Gemini Advisory experts published a report, according to which two precedents were discovered on underground hacker forums when hackers collected EMV card data and put this information up for sale.
Edition ZDNet says that recently, analysts at Cyber R&D Lab conducted an interesting experiment related to EMV cards. The researchers issued EMV cards with a chip in 11 banks in the US, UK and EU, and then used hacking tools against them, which are usually used to copy information stored on EMV cards and their magnetic stripes.
As a result, the researchers were able to extract data from EMV cards and created clones with the same magnetic stripe, but without the actual chip. This turned out to be possible due to the fact that all EMV cards have a magnetic stripe just in case, for example, for a situation if a user has gone abroad and cannot use EMV, or there is an old PoS terminal.
The fact that it is possible to copy the magnetic stripe of EMV cards has been known since 2008, but it was believed that this feature could hardly be abused, since banks planned to transfer all users to EMV and generally refuse to use magnetic stripes. As practice has now shown, this did not happen, and Cyber R&D Labs specialists reported that they managed to clone four cards in the above described way and carry out transactions.

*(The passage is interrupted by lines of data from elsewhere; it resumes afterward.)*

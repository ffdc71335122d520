//! Payment reconciliation: the payment-first workflow, its irreversible
//! gateway call, best-effort tail, idempotency, and concurrency.

#![allow(clippy::unwrap_used)]

use std::sync::Arc;

use rust_decimal_macros::dec;

use tamarind_checkout::models::ShippingAddress;
use tamarind_checkout::models::inputs::ConfirmPaymentInput;
use tamarind_checkout::services::{CheckoutError, PaymentService, UserLocks};
use tamarind_checkout::stores::{CartStore, MemoryStore, OrderStore};
use tamarind_core::{OrderStatus, PaymentReference, UserId};
use tamarind_integration_tests::{
    FailingCartStore, FailingInventoryStore, FailingOrderStore, Harness, MockGateway,
    confirm_input,
};

#[tokio::test]
async fn test_approved_payment_confirms_order_decrements_stock_clears_cart() {
    // Scenario: cart total 20000, claimed amount 20000, gateway approves.
    let harness = Harness::new();
    let user = UserId::new("user-1");
    let mug = harness
        .store
        .insert_product("Mug", dec!(10000), 5, true)
        .await;
    harness.store.add_line(&user, mug.id, 2).await.unwrap();

    let receipt = harness
        .payments
        .confirm_payment(&user, confirm_input("pay_1", dec!(20000)))
        .await
        .unwrap();

    assert_eq!(receipt.total, dec!(20000));
    assert_eq!(harness.gateway.call_count(), 1);

    let order = harness.store.get_order(receipt.order_id).await.unwrap().unwrap();
    assert_eq!(order.status, OrderStatus::Confirmed);
    assert_eq!(
        order.payment_reference,
        Some(PaymentReference::new("pay_1"))
    );
    assert_eq!(harness.store.product_stock(mug.id).await, Some(3));
    assert!(harness.store.lines(&user).await.unwrap().is_empty());
}

#[tokio::test]
async fn test_amount_mismatch_never_reaches_gateway() {
    // Scenario: cart total 20000, claimed amount 19999.
    let harness = Harness::new();
    let user = UserId::new("user-1");
    let mug = harness
        .store
        .insert_product("Mug", dec!(10000), 5, true)
        .await;
    harness.store.add_line(&user, mug.id, 2).await.unwrap();

    let err = harness
        .payments
        .confirm_payment(&user, confirm_input("pay_1", dec!(19999)))
        .await
        .unwrap_err();

    assert!(matches!(err, CheckoutError::AmountMismatch { .. }));
    assert_eq!(harness.gateway.call_count(), 0);
    assert_eq!(harness.store.order_count().await, 0);
    assert_eq!(harness.store.product_stock(mug.id).await, Some(5));
}

#[tokio::test]
async fn test_invalid_cart_never_reaches_gateway() {
    let harness = Harness::new();
    let user = UserId::new("user-1");
    let mug = harness
        .store
        .insert_product("Mug", dec!(10000), 1, true)
        .await;
    harness.store.add_line(&user, mug.id, 2).await.unwrap();

    let err = harness
        .payments
        .confirm_payment(&user, confirm_input("pay_1", dec!(20000)))
        .await
        .unwrap_err();

    assert!(matches!(err, CheckoutError::InsufficientStock { .. }));
    assert_eq!(harness.gateway.call_count(), 0);
}

#[tokio::test]
async fn test_empty_cart_never_reaches_gateway() {
    let harness = Harness::new();
    let user = UserId::new("user-1");

    let err = harness
        .payments
        .confirm_payment(&user, confirm_input("pay_1", dec!(20000)))
        .await
        .unwrap_err();

    assert!(matches!(err, CheckoutError::EmptyCart));
    assert_eq!(harness.gateway.call_count(), 0);
}

#[tokio::test]
async fn test_malformed_input_never_reaches_gateway() {
    let harness = Harness::new();
    let user = UserId::new("user-1");

    let err = harness
        .payments
        .confirm_payment(&user, confirm_input("", dec!(20000)))
        .await
        .unwrap_err();

    assert!(matches!(err, CheckoutError::InvalidInput(_)));
    assert_eq!(harness.gateway.call_count(), 0);
}

#[tokio::test]
async fn test_declined_payment_mutates_nothing() {
    let harness = Harness::with_gateway(MockGateway::with_status("CANCELED"));
    let user = UserId::new("user-1");
    let mug = harness
        .store
        .insert_product("Mug", dec!(10000), 5, true)
        .await;
    harness.store.add_line(&user, mug.id, 2).await.unwrap();

    let err = harness
        .payments
        .confirm_payment(&user, confirm_input("pay_1", dec!(20000)))
        .await
        .unwrap_err();

    match err {
        CheckoutError::PaymentNotApproved { status } => assert_eq!(status, "CANCELED"),
        other => panic!("unexpected error: {other}"),
    }
    assert_eq!(harness.gateway.call_count(), 1);
    assert_eq!(harness.store.order_count().await, 0);
    assert_eq!(harness.store.product_stock(mug.id).await, Some(5));
    assert_eq!(harness.store.lines(&user).await.unwrap().len(), 1);
}

#[tokio::test]
async fn test_missing_address_falls_back_to_placeholder() {
    let harness = Harness::new();
    let user = UserId::new("user-1");
    let mug = harness
        .store
        .insert_product("Mug", dec!(10000), 5, true)
        .await;
    harness.store.add_line(&user, mug.id, 1).await.unwrap();

    let input = ConfirmPaymentInput {
        shipping: None,
        ..confirm_input("pay_1", dec!(10000))
    };
    let receipt = harness.payments.confirm_payment(&user, input).await.unwrap();

    // Payment success must not be stranded by a missing address.
    let order = harness.store.get_order(receipt.order_id).await.unwrap().unwrap();
    assert_eq!(order.status, OrderStatus::Confirmed);
    assert_eq!(order.shipping, ShippingAddress::placeholder());
}

#[tokio::test]
async fn test_order_survives_stock_decrement_failure() {
    let store = Arc::new(MemoryStore::new());
    let gateway = MockGateway::approving();
    let payments = PaymentService::new(
        FailingInventoryStore::new(store.clone()),
        store.clone(),
        store.clone(),
        gateway.clone(),
        UserLocks::new(),
    );
    let user = UserId::new("user-1");
    let mug = store.insert_product("Mug", dec!(10000), 5, true).await;
    store.add_line(&user, mug.id, 2).await.unwrap();

    let receipt = payments
        .confirm_payment(&user, confirm_input("pay_1", dec!(20000)))
        .await
        .unwrap();

    // The charge succeeded, so the order stands; inventory drift is an
    // operational alert, not a transaction abort.
    let order = store.get_order(receipt.order_id).await.unwrap().unwrap();
    assert_eq!(order.status, OrderStatus::Confirmed);
    assert_eq!(store.product_stock(mug.id).await, Some(5));
    assert!(store.lines(&user).await.unwrap().is_empty());
}

#[tokio::test]
async fn test_order_survives_cart_clear_failure() {
    let store = Arc::new(MemoryStore::new());
    let gateway = MockGateway::approving();
    let payments = PaymentService::new(
        store.clone(),
        FailingCartStore::new(store.clone()),
        store.clone(),
        gateway.clone(),
        UserLocks::new(),
    );
    let user = UserId::new("user-1");
    let mug = store.insert_product("Mug", dec!(10000), 5, true).await;
    store.add_line(&user, mug.id, 2).await.unwrap();

    let receipt = payments
        .confirm_payment(&user, confirm_input("pay_1", dec!(20000)))
        .await
        .unwrap();

    let order = store.get_order(receipt.order_id).await.unwrap().unwrap();
    assert_eq!(order.status, OrderStatus::Confirmed);
    // Stock was still decremented even though the cart lingered.
    assert_eq!(store.product_stock(mug.id).await, Some(3));
}

#[tokio::test]
async fn test_persistence_failure_after_approval_is_reconciliation_error() {
    let store = Arc::new(MemoryStore::new());
    let failing_orders = FailingOrderStore::new(store.clone());
    let gateway = MockGateway::approving();
    let payments = PaymentService::new(
        store.clone(),
        store.clone(),
        failing_orders.clone(),
        gateway.clone(),
        UserLocks::new(),
    );
    let user = UserId::new("user-1");
    let mug = store.insert_product("Mug", dec!(10000), 5, true).await;
    store.add_line(&user, mug.id, 2).await.unwrap();

    failing_orders.fail_next_creates();
    let err = payments
        .confirm_payment(&user, confirm_input("pay_1", dec!(20000)))
        .await
        .unwrap_err();

    // The charge happened; the error category must say so.
    match err {
        CheckoutError::OrderPersistenceFailed {
            payment_reference, ..
        } => assert_eq!(payment_reference, PaymentReference::new("pay_1")),
        other => panic!("unexpected error: {other}"),
    }
    assert_eq!(gateway.call_count(), 1);
    // No stock was consumed and the cart is intact for manual follow-up.
    assert_eq!(store.product_stock(mug.id).await, Some(5));
    assert_eq!(store.lines(&user).await.unwrap().len(), 1);
}

#[tokio::test]
async fn test_duplicate_callback_is_idempotent() {
    let harness = Harness::new();
    let user = UserId::new("user-1");
    let mug = harness
        .store
        .insert_product("Mug", dec!(10000), 5, true)
        .await;
    harness.store.add_line(&user, mug.id, 2).await.unwrap();

    let first = harness
        .payments
        .confirm_payment(&user, confirm_input("pay_1", dec!(20000)))
        .await
        .unwrap();
    let second = harness
        .payments
        .confirm_payment(&user, confirm_input("pay_1", dec!(20000)))
        .await
        .unwrap();

    assert_eq!(first.order_id, second.order_id);
    assert_eq!(harness.store.order_count().await, 1);
    // The gateway is only ever confirmed once per payment reference.
    assert_eq!(harness.gateway.call_count(), 1);
    // Stock was decremented exactly once.
    assert_eq!(harness.store.product_stock(mug.id).await, Some(3));
}

#[tokio::test]
async fn test_concurrent_duplicate_callbacks_produce_one_order() {
    let harness = Harness::new();
    let user = UserId::new("user-1");
    let mug = harness
        .store
        .insert_product("Mug", dec!(10000), 5, true)
        .await;
    harness.store.add_line(&user, mug.id, 2).await.unwrap();

    let (a, b) = tokio::join!(
        harness
            .payments
            .confirm_payment(&user, confirm_input("pay_1", dec!(20000))),
        harness
            .payments
            .confirm_payment(&user, confirm_input("pay_1", dec!(20000))),
    );

    let a = a.unwrap();
    let b = b.unwrap();
    assert_eq!(a.order_id, b.order_id);
    assert_eq!(harness.store.order_count().await, 1);
    assert_eq!(harness.gateway.call_count(), 1);
    assert_eq!(harness.store.product_stock(mug.id).await, Some(3));
}

#[tokio::test]
async fn test_concurrent_distinct_submissions_for_one_cart() {
    // Two different payment references racing for the same cart: the
    // per-user lock serializes them, and the loser finds the cart already
    // cleared.
    let harness = Harness::new();
    let user = UserId::new("user-1");
    let mug = harness
        .store
        .insert_product("Mug", dec!(10000), 5, true)
        .await;
    harness.store.add_line(&user, mug.id, 2).await.unwrap();

    let (a, b) = tokio::join!(
        harness
            .payments
            .confirm_payment(&user, confirm_input("pay_a", dec!(20000))),
        harness
            .payments
            .confirm_payment(&user, confirm_input("pay_b", dec!(20000))),
    );

    let outcomes = [a, b];
    let successes = outcomes.iter().filter(|r| r.is_ok()).count();
    assert_eq!(successes, 1, "exactly one submission may win the cart");
    assert!(
        outcomes
            .iter()
            .filter_map(|r| r.as_ref().err())
            .all(|e| matches!(e, CheckoutError::EmptyCart)),
        "the loser must fail cart validation, not reach the gateway"
    );
    assert_eq!(harness.store.order_count().await, 1);
    assert_eq!(harness.gateway.call_count(), 1);
    assert_eq!(harness.store.product_stock(mug.id).await, Some(3));
}

#[tokio::test]
async fn test_transport_failure_leaves_no_local_writes() {
    // Unknown outcome: the request may or may not have settled. This
    // service writes nothing and surfaces the gateway error; resolution
    // requires an out-of-band reconciliation sweep.
    let harness = Harness::new();
    harness.gateway.fail_transport();
    let user = UserId::new("user-1");
    let mug = harness
        .store
        .insert_product("Mug", dec!(10000), 5, true)
        .await;
    harness.store.add_line(&user, mug.id, 2).await.unwrap();

    let err = harness
        .payments
        .confirm_payment(&user, confirm_input("pay_1", dec!(20000)))
        .await
        .unwrap_err();

    assert!(matches!(err, CheckoutError::Gateway(_)));
    assert_eq!(harness.store.order_count().await, 0);
    assert_eq!(harness.store.product_stock(mug.id).await, Some(5));
    assert_eq!(harness.store.lines(&user).await.unwrap().len(), 1);
}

However, until this week, the problem was still considered rather purely theoretical, since it was not known about the massive use of this technique by hackers, and now such precedents have been discovered by experts at Gemini Advisory.
The researchers write that the EMV card data was stolen from the American supermarket chain Key Food Stores Co-Operative Inc., as well as from the American liquor store Mega Package Store.
The fact that criminals have started cloning EMV cards seems to confirm and warningsent out this month by Visa. Visa representatives write that malware such as Alina POS, Dexter POS and TinyLoader have been updated and can now collect information from EMV cards, which was not previously observed, since the data collected in this way usually could not be monetized.
Gemini Advisory believes that the method that criminals began to use was described as early as 2008, and that this technique, EMV-Bypass Cloning, was the subject of recent research by Cyber R&D Labs.
I demonstrated cloning from chip data to magstripe but the banks said that cards issued after 2008 would not be vulnerable and chip data would be “useless to the fraudster”. This new research shows that the problem still has not been fixed, 12 years on https://t.co/6VX8n84hDb
– Steven Murdoch (@sjmurdoch) July 10, 2020
In theory, it is not too difficult to defend against such attacks: it is enough for banks to conduct more thorough checks when processing transactions from magnetic stripes of EMV cards. But, alas, as a study by Cyber R&D Labs has shown, not all banks pay attention to this.